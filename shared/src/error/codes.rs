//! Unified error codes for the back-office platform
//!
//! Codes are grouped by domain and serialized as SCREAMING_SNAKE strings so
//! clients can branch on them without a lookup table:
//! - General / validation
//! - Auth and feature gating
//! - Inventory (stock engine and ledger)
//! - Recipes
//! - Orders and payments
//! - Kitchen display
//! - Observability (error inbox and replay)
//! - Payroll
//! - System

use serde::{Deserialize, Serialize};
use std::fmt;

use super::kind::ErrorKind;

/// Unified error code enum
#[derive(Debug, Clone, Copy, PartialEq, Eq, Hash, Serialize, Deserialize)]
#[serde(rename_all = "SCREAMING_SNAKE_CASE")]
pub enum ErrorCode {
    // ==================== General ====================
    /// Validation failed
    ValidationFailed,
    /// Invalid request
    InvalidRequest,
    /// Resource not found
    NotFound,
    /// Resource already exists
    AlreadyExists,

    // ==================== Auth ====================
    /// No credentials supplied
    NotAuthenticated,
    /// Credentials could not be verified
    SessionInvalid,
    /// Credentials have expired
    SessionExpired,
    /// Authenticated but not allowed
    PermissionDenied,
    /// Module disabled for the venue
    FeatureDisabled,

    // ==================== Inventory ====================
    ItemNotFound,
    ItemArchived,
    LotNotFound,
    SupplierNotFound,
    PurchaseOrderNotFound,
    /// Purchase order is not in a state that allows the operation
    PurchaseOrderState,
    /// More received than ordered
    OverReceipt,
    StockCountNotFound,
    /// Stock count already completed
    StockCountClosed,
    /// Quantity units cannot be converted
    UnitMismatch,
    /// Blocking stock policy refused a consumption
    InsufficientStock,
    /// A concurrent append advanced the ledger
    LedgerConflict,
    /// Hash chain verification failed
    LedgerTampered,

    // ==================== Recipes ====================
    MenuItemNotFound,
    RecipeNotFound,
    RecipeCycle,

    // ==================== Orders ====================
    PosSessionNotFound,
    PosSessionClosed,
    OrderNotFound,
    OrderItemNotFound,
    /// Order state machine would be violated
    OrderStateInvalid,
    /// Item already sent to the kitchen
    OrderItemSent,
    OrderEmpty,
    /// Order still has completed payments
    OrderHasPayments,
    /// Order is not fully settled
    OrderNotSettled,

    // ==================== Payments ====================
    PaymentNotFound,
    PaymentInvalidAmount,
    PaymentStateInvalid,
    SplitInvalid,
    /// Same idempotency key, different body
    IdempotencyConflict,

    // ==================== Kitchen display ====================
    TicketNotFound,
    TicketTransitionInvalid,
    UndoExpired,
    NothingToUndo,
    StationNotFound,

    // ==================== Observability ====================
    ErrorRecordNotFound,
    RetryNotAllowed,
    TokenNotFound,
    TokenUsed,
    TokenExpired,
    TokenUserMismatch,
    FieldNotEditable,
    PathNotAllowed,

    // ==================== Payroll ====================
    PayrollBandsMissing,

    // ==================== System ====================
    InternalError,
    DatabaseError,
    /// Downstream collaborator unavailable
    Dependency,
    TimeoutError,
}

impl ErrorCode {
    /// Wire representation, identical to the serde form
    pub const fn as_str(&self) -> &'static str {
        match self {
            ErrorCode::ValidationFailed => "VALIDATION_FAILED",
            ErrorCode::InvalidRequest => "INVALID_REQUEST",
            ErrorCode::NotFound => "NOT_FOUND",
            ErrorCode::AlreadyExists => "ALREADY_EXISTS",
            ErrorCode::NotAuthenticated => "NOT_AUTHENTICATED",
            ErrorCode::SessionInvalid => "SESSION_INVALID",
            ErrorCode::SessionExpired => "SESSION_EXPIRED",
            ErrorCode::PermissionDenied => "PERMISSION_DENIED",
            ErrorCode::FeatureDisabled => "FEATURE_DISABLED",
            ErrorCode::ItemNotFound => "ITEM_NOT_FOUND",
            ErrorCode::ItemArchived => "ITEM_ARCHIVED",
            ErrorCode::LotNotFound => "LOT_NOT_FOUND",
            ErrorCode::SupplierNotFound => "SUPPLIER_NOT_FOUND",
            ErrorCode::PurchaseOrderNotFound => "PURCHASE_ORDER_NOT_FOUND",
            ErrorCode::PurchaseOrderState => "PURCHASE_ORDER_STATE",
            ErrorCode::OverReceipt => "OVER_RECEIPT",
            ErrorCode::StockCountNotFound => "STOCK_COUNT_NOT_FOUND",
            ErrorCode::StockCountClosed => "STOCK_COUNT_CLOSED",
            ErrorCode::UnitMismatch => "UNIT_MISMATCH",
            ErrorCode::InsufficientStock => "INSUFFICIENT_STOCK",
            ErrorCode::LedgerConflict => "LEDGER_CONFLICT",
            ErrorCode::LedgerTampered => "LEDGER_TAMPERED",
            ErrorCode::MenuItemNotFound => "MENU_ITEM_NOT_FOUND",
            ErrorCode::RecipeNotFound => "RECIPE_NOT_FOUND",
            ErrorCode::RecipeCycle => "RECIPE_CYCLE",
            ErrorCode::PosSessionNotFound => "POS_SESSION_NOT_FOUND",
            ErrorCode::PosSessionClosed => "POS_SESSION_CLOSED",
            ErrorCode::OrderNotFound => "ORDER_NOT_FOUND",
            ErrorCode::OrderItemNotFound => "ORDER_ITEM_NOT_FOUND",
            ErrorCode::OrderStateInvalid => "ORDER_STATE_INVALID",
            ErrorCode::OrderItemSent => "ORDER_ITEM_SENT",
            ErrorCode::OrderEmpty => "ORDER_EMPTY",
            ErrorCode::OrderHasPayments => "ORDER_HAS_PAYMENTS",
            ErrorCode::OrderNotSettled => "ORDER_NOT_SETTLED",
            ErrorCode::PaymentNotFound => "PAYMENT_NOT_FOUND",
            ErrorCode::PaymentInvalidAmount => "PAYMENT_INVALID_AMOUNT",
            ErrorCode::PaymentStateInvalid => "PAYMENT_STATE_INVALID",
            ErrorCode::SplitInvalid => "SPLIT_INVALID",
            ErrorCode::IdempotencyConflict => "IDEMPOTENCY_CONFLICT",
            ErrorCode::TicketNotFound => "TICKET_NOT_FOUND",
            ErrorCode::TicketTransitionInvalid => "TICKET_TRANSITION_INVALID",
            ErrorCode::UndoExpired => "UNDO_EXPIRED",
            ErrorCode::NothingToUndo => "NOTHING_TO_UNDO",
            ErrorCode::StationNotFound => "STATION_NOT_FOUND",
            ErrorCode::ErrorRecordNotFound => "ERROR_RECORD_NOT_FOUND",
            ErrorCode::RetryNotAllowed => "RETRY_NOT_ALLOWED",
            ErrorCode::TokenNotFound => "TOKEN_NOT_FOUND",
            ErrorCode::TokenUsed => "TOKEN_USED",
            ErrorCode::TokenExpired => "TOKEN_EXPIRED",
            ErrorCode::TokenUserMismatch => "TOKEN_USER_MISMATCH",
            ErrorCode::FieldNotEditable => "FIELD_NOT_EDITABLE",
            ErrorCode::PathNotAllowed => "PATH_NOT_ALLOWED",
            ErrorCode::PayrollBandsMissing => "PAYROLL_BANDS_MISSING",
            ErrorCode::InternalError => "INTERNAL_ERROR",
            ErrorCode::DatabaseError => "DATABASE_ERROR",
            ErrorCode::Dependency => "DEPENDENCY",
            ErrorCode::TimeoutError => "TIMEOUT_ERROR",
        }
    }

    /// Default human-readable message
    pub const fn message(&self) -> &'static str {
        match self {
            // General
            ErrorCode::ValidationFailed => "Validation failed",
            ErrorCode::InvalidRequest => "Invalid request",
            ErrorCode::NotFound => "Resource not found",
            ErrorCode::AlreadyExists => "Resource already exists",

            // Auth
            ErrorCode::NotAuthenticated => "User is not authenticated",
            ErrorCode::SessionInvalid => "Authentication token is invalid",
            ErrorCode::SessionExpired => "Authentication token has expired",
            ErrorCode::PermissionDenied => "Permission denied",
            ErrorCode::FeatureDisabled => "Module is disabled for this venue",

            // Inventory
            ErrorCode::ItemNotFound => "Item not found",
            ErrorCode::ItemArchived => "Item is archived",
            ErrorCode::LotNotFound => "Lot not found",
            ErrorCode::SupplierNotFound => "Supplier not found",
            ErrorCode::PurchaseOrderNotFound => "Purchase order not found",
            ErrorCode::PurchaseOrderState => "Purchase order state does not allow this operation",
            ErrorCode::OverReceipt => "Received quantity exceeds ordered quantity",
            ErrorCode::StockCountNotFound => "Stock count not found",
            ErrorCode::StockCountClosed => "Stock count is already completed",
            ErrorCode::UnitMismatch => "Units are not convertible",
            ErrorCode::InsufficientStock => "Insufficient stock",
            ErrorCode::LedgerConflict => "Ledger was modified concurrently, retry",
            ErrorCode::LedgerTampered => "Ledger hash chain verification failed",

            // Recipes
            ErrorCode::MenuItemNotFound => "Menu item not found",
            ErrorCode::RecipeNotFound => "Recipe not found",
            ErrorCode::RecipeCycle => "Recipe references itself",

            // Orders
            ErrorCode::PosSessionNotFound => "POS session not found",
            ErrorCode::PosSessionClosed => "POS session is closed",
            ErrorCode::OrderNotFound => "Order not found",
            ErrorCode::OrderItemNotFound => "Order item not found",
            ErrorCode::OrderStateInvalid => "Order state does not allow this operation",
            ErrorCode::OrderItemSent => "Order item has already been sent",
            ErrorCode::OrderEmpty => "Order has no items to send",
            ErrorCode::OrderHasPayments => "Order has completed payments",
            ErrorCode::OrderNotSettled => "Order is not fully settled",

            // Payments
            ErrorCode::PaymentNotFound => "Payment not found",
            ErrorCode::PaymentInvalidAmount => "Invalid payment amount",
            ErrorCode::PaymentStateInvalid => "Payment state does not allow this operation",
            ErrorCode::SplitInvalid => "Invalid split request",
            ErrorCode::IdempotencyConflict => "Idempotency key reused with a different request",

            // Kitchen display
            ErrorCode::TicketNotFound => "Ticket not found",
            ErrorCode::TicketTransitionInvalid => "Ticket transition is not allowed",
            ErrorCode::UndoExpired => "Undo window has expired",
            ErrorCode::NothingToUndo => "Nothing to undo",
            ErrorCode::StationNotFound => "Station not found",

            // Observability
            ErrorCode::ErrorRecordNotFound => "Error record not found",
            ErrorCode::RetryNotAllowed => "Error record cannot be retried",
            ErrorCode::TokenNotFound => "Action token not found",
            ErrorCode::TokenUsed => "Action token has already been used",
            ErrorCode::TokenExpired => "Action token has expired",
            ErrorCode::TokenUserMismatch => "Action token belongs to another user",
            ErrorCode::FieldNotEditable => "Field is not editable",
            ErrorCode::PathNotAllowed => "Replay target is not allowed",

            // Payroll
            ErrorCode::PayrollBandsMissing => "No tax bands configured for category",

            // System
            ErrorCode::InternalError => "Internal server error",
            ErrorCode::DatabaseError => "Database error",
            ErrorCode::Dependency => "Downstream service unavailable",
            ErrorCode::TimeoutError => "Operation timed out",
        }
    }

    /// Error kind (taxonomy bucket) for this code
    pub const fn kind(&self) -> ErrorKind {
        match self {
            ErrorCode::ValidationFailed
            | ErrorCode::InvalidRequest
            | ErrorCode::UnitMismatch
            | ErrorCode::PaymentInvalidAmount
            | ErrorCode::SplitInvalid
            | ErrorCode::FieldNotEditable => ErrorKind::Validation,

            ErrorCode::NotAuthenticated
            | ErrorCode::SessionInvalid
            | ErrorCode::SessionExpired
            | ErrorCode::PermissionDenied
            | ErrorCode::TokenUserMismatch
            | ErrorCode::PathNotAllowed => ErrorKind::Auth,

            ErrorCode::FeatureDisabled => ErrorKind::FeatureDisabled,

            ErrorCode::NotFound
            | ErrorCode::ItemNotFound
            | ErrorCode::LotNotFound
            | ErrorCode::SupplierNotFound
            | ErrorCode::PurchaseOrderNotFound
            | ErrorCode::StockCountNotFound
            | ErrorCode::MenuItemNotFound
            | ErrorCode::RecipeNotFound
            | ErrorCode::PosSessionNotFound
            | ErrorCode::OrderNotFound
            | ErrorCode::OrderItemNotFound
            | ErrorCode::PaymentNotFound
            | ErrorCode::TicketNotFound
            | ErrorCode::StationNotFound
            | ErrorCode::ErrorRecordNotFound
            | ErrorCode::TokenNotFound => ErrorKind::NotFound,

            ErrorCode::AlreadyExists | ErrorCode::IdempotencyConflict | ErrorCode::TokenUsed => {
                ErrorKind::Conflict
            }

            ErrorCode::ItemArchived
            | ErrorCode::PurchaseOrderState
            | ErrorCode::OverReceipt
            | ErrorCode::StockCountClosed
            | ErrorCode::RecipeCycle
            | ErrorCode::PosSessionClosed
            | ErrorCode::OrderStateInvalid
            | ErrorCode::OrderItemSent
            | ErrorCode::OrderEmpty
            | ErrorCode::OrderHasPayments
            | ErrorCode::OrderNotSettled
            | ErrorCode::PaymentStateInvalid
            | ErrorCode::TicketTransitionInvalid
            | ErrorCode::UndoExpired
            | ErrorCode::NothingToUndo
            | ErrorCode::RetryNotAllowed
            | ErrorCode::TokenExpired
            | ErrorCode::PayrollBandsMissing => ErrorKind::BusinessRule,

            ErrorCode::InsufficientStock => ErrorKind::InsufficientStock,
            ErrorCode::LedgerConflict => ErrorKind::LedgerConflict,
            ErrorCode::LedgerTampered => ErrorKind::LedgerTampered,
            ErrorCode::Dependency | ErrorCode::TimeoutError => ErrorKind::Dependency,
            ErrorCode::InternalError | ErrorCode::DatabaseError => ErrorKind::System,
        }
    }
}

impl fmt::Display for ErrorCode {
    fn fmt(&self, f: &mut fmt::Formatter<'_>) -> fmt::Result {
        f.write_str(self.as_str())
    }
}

========================

WHAT YOU SHOULD DO: Line by line, check the data above for the word "impl" and state how many lines contain it. Give only the number.

ANSWER: 2